Objective: This exploratory study sought to understand the relationship between food insecurity, socio-demographic status (SDS) and diet quality in a sample of pregnant mothers in Trinidad.
Design and Methods: This qualitative, descriptive study took place in 5 health centres of the North Central Regional Health Authority in Trinidad and Tobago. The target population was healthy expectant mothers of any age and gravida with singleton pregnancies between 12 and 20 weeks’ gestation. A convenience sample from each of the health centres was taken. Two hypotheses explored the relationship among the 3 main variables of SDS, dietary quality and food security status (ELCSA).
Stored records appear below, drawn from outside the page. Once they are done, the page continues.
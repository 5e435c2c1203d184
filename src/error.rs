//! Error types for canvas operations.
//!
//! Every fallible operation of the session, the factory and the
//! serialization bridge reports through [`CanvasError`].

use crate::types::ShapeId;
use thiserror::Error;

/// Errors that can occur while manipulating the canvas
#[derive(Error, Debug)]
pub enum CanvasError {
    /// The factory was asked for a variant it cannot build
    #[error("Unsupported shape type: {0}")]
    UnsupportedShapeType(String),

    /// An imported document could not be parsed or validated
    #[error("Malformed document: {0}")]
    MalformedDocument(String),

    /// The render surface failed to release a shape's resources
    #[error("Failed to destroy shape {id}: {reason}")]
    ShapeDestroyFailure { id: ShapeId, reason: String },

    /// The referenced shape is not a member of the scene
    #[error("Unknown shape: {0}")]
    UnknownShape(ShapeId),

    /// A style attribute received a value of the wrong kind
    #[error("Invalid value for style attribute `{attribute}`")]
    InvalidStyleValue { attribute: &'static str },

    /// A text-only operation targeted a non-text shape
    #[error("Shape {0} is not a text shape")]
    NotText(ShapeId),

    /// Font sizes must be finite and positive
    #[error("Invalid font size: {0}")]
    InvalidFontSize(f32),

    /// Image bytes could not be decoded
    #[error("Image error: {0}")]
    Image(#[from] image::ImageError),

    /// IO error from std::io
    #[error("IO error: {0}")]
    Io(#[from] std::io::Error),

    /// Session configuration could not be loaded
    #[error("Invalid configuration: {0}")]
    Config(String),
}

/// Result type alias for canvas operations
pub type CanvasResult<T> = Result<T, CanvasError>;

impl From<serde_json::Error> for CanvasError {
    fn from(e: serde_json::Error) -> Self {
        CanvasError::MalformedDocument(e.to_string())
    }
}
Results: Seventy-one percent of the mothers had unhealthy pre-pregnancy body mass index. The majority of mothers had a moderate diet quality and as well as SDS. 44% of households were food secure and 7% experienced extreme food insecurity. Households with children were less food secure and experienced more severe grades (moderate and extreme) of food insecurity as compared to households without children. Food insecurity was negatively correlated with SDS and consumption of low dietary quality foods positively correlated with SDS. Food insecurity was not statistically significant with diet quality. Multigravidity was not statistically significant with higher diet quality.
Conclusions: Contrary to previous studies using the ELCSA, a better social standing was not linked to being food insecure or a high diet quality; as SDS increased diet quality actually decreased. Multigravidity status also did not affect diet quality. Thus other factors may be influencing dietary choices for pregnant women.